A lot of people are going to lay the overall success of the record at the feet of her collaborator Brad Wood, with whom she created some of those earlier efforts. This is mostly a two-person effort with Phair singing and playing guitar while Wood built all the rest, but that’s not a fair reading. I think that these songs, if left as bare demos, would still be very good tracks. Working again with someone I’m sure she trusts has elevated them, but didn’t “make” them.

One thing comes through when you hear Phair firing on all cylinders here. Much of what makes of pop music right now, at least a segment of it, owes a debt to Phair. While quite far from the country-folk of recent Taylor Swift or the profane high-drama cinema of Lana Del Rey, Phair blazed the trail that allowed them license to do what they wanted to do.
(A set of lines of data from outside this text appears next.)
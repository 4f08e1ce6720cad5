//! Team match systems
//!
//! A team match system fixes which roster positions meet in which order when
//! two teams play each other. The tables follow the published league
//! regulations; their order is the order of play and must not change.

use crate::error::{LeagueError, Result};
use serde::{Serialize, Serializer};

/// Singles or doubles
#[derive(Debug, Clone, Copy, PartialEq, Eq, Hash, Serialize)]
pub enum MatchType {
    Single,
    Double,
}

impl std::fmt::Display for MatchType {
    fn fmt(&self, f: &mut std::fmt::Formatter<'_>) -> std::fmt::Result {
        match self {
            MatchType::Single => f.pad("Single"),
            MatchType::Double => f.pad("Double"),
        }
    }
}

/// One game of a team match: which roster positions play each other
///
/// Indices are 1-based positions in the singles or doubles roster of each team.
#[derive(Debug, Clone, Copy, PartialEq, Eq, Hash, Serialize)]
pub struct MatchCombination {
    pub match_type: MatchType,
    pub opponent_index_a: usize,
    pub opponent_index_b: usize,
}

const fn d(a: usize, b: usize) -> MatchCombination {
    MatchCombination {
        match_type: MatchType::Double,
        opponent_index_a: a,
        opponent_index_b: b,
    }
}

const fn s(a: usize, b: usize) -> MatchCombination {
    MatchCombination {
        match_type: MatchType::Single,
        opponent_index_a: a,
        opponent_index_b: b,
    }
}

/// A game of a team match together with its 1-based game number
#[derive(Debug, Clone, Copy, PartialEq, Eq, Serialize)]
pub struct Fixture {
    pub number: usize,
    pub combination: MatchCombination,
}

/// Named, immutable table of match combinations
#[derive(Debug, PartialEq, Eq)]
pub struct TeamMatchSystem {
    name: &'static str,
    double_count: usize,
    single_count: usize,
    combinations: &'static [MatchCombination],
}

impl TeamMatchSystem {
    pub const BUNDES_4: TeamMatchSystem = TeamMatchSystem {
        name: "BUNDES_4",
        double_count: 2,
        single_count: 4,
        combinations: &[
            d(1, 1),
            d(2, 2),
            s(1, 2),
            s(2, 1),
            s(3, 4),
            s(4, 3),
            s(1, 1),
            s(2, 2),
            s(3, 3),
            s(4, 4),
        ],
    };

    pub const WERNER_SCHEFFLER: TeamMatchSystem = TeamMatchSystem {
        name: "WERNER_SCHEFFLER",
        double_count: 2,
        single_count: 4,
        combinations: &[
            d(1, 1),
            d(2, 2),
            s(1, 2),
            s(2, 1),
            s(3, 4),
            s(4, 3),
            s(1, 1),
            s(2, 2),
            s(3, 3),
            s(4, 4),
            s(3, 1),
            s(1, 3),
            s(2, 4),
            s(4, 2),
        ],
    };

    pub const PAARKREUZ_6: TeamMatchSystem = TeamMatchSystem {
        name: "PAARKREUZ_6",
        double_count: 3,
        single_count: 6,
        combinations: &[
            d(1, 2),
            d(2, 1),
            d(3, 3),
            s(1, 2),
            s(2, 1),
            s(3, 4),
            s(4, 3),
            s(5, 6),
            s(6, 5),
            s(1, 1),
            s(2, 2),
            s(3, 3),
            s(4, 4),
            s(5, 5),
            s(6, 6),
            d(1, 1),
        ],
    };

    pub const MOD_SWAYTHLING_CUP: TeamMatchSystem = TeamMatchSystem {
        name: "MOD_SWAYTHLING_CUP",
        double_count: 1,
        single_count: 3,
        combinations: &[
            s(1, 2),
            s(2, 1),
            s(3, 3),
            d(1, 1),
            s(1, 1),
            s(3, 2),
            s(2, 3),
        ],
    };

    pub const SWAYTHLING_CUP: TeamMatchSystem = TeamMatchSystem {
        name: "SWAYTHLING_CUP",
        double_count: 0,
        single_count: 3,
        combinations: &[
            s(1, 1),
            s(2, 2),
            s(3, 3),
            s(2, 1),
            s(1, 3),
            s(3, 2),
            s(2, 3),
            s(3, 1),
            s(1, 2),
        ],
    };

    /// Every known system
    pub const ALL: [&'static TeamMatchSystem; 5] = [
        &TeamMatchSystem::BUNDES_4,
        &TeamMatchSystem::WERNER_SCHEFFLER,
        &TeamMatchSystem::PAARKREUZ_6,
        &TeamMatchSystem::MOD_SWAYTHLING_CUP,
        &TeamMatchSystem::SWAYTHLING_CUP,
    ];

    /// Look up a system by name
    ///
    /// Matching ignores case and treats `-` like `_`, so `werner-scheffler`
    /// finds `WERNER_SCHEFFLER`.
    pub fn by_name(name: &str) -> Result<&'static TeamMatchSystem> {
        let normalized = name.trim().replace('-', "_").to_uppercase();
        TeamMatchSystem::ALL
            .into_iter()
            .find(|system| system.name == normalized)
            .ok_or_else(|| {
                LeagueError::UnknownTeamMatchSystem {
                    name: name.to_string(),
                }
                .into()
            })
    }

    pub fn name(&self) -> &'static str {
        self.name
    }

    pub fn count_matches(&self) -> usize {
        self.combinations.len()
    }

    pub fn count_double_opponents(&self) -> usize {
        self.double_count
    }

    pub fn count_single_opponents(&self) -> usize {
        self.single_count
    }

    /// Roster size required for the given match type
    pub fn count_opponents(&self, match_type: MatchType) -> usize {
        match match_type {
            MatchType::Single => self.single_count,
            MatchType::Double => self.double_count,
        }
    }

    pub fn combinations(&self) -> &'static [MatchCombination] {
        self.combinations
    }

    /// # Panics
    /// If `match_index` is not below [`count_matches`](Self::count_matches).
    pub fn match_combination(&self, match_index: usize) -> &MatchCombination {
        assert!(
            match_index < self.combinations.len(),
            "match index {} out of range for {} with {} matches",
            match_index,
            self.name,
            self.combinations.len()
        );
        &self.combinations[match_index]
    }

    pub fn match_type(&self, match_index: usize) -> MatchType {
        self.match_combination(match_index).match_type
    }

    pub fn opponent_index_a(&self, match_index: usize) -> usize {
        self.match_combination(match_index).opponent_index_a
    }

    pub fn opponent_index_b(&self, match_index: usize) -> usize {
        self.match_combination(match_index).opponent_index_b
    }

    /// Games of a team match in order of play
    pub fn fixtures(&self) -> impl Iterator<Item = Fixture> + '_ {
        self.combinations
            .iter()
            .enumerate()
            .map(|(index, combination)| Fixture {
                number: index + 1,
                combination: *combination,
            })
    }
}

impl std::fmt::Display for TeamMatchSystem {
    fn fmt(&self, f: &mut std::fmt::Formatter<'_>) -> std::fmt::Result {
        f.write_str(self.name)
    }
}

impl Serialize for TeamMatchSystem {
    fn serialize<S: Serializer>(&self, serializer: S) -> std::result::Result<S::Ok, S::Error> {
        serializer.serialize_str(self.name)
    }
}
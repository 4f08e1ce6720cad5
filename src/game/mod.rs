//! Single game results and their textual form
//!
//! This module provides the opponent capability, the game result model and
//! the parser for compact result tokens.

pub mod factory;
pub mod opponent;
pub mod result;

// Re-export commonly used types
pub use factory::{parse, parse_with_opponents};
pub use opponent::{IsOpponent, OpponentSlot, ProvidesOpponent};
pub use result::{GameResult, ResultKind, Slot};
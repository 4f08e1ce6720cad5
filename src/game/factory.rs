//! Parsing of compact game result tokens
//!
//! Only the first character of a token is significant: `+` means side A won,
//! `-` means side B won. Anything else is not a result token.

use crate::error::LeagueError;
use crate::game::opponent::OpponentSlot;
use crate::game::result::{GameResult, Slot};
use std::str::FromStr;
use tracing::trace;

/// Parse a result token, `None` if the token is not recognized
pub fn parse<O>(token: &str) -> Option<GameResult<O>> {
    match token.chars().next() {
        Some('+') => Some(GameResult::won_by(Slot::PlayerA)),
        Some('-') => Some(GameResult::won_by(Slot::PlayerB)),
        _ => {
            trace!("Not a game result token: {:?}", token);
            None
        }
    }
}

/// Parse a result token and bind both opponents to the parsed result
///
/// The opponents are dropped if the token is not recognized.
pub fn parse_with_opponents<O>(
    token: &str,
    opponent_a: impl Into<OpponentSlot<O>>,
    opponent_b: impl Into<OpponentSlot<O>>,
) -> Option<GameResult<O>> {
    let mut result = parse(token)?;
    result.set_opponent(Slot::PlayerA, opponent_a);
    result.set_opponent(Slot::PlayerB, opponent_b);
    Some(result)
}

impl<O> FromStr for GameResult<O> {
    type Err = LeagueError;

    fn from_str(token: &str) -> Result<Self, Self::Err> {
        parse(token).ok_or_else(|| LeagueError::UnknownResultToken {
            token: token.to_string(),
        })
    }
}

#[cfg(test)]
mod tests {
    use super::*;
    use crate::game::ProvidesOpponent;

    #[test]
    fn test_parse_winner_tokens() {
        let a: GameResult<()> = parse("+").unwrap();
        assert_eq!(a.winner(), Some(Slot::PlayerA));
        assert_eq!(a.text(), "+");

        let b: GameResult<()> = parse("-").unwrap();
        assert_eq!(b.winner(), Some(Slot::PlayerB));
        assert_eq!(b.text(), "-");
    }

    #[test]
    fn test_only_first_character_counts() {
        let result: GameResult<()> = parse("+3:1").unwrap();
        assert!(result.has_won_a());

        let result: GameResult<()> = parse("-1:3").unwrap();
        assert!(result.has_won_b());
    }

    #[test]
    fn test_unknown_tokens_are_absent() {
        assert!(parse::<()>("x").is_none());
        assert!(parse::<()>("").is_none());
        assert!(parse::<()>("?:?").is_none());
        assert!(parse::<()>(" +").is_none());
    }

    #[test]
    fn test_parse_with_opponents() {
        let result = parse_with_opponents("-", "home", "away").unwrap();
        assert_eq!(result.opponent_at(Slot::PlayerA), Some(&"home"));
        assert_eq!(result.opponent_at(Slot::PlayerB), Some(&"away"));
        assert_eq!(result.opponent(), Some(&"away"));

        assert!(parse_with_opponents("3:1", "home", "away").is_none());
    }

    #[test]
    fn test_from_str() {
        let result: GameResult<()> = "+".parse().unwrap();
        assert!(result.has_won_a());

        let err = "x".parse::<GameResult<()>>().unwrap_err();
        assert_eq!(
            err,
            LeagueError::UnknownResultToken {
                token: "x".to_string()
            }
        );
    }
}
It was, as of late, a freedom Liz seemed to deny herself, despite those efforts being ostensibly “whatever the hell ‘I’ wanted to do.”

Soberish is a spiky record with occasionally controversial moments. “Hey Lou” is prone to raise eyebrows for it’s long, hard look at an icon, removed from starstruck loyalties. Yet this record finds its singer/songwriter owning the pride-of-place she deserves, and that’s a very good thing.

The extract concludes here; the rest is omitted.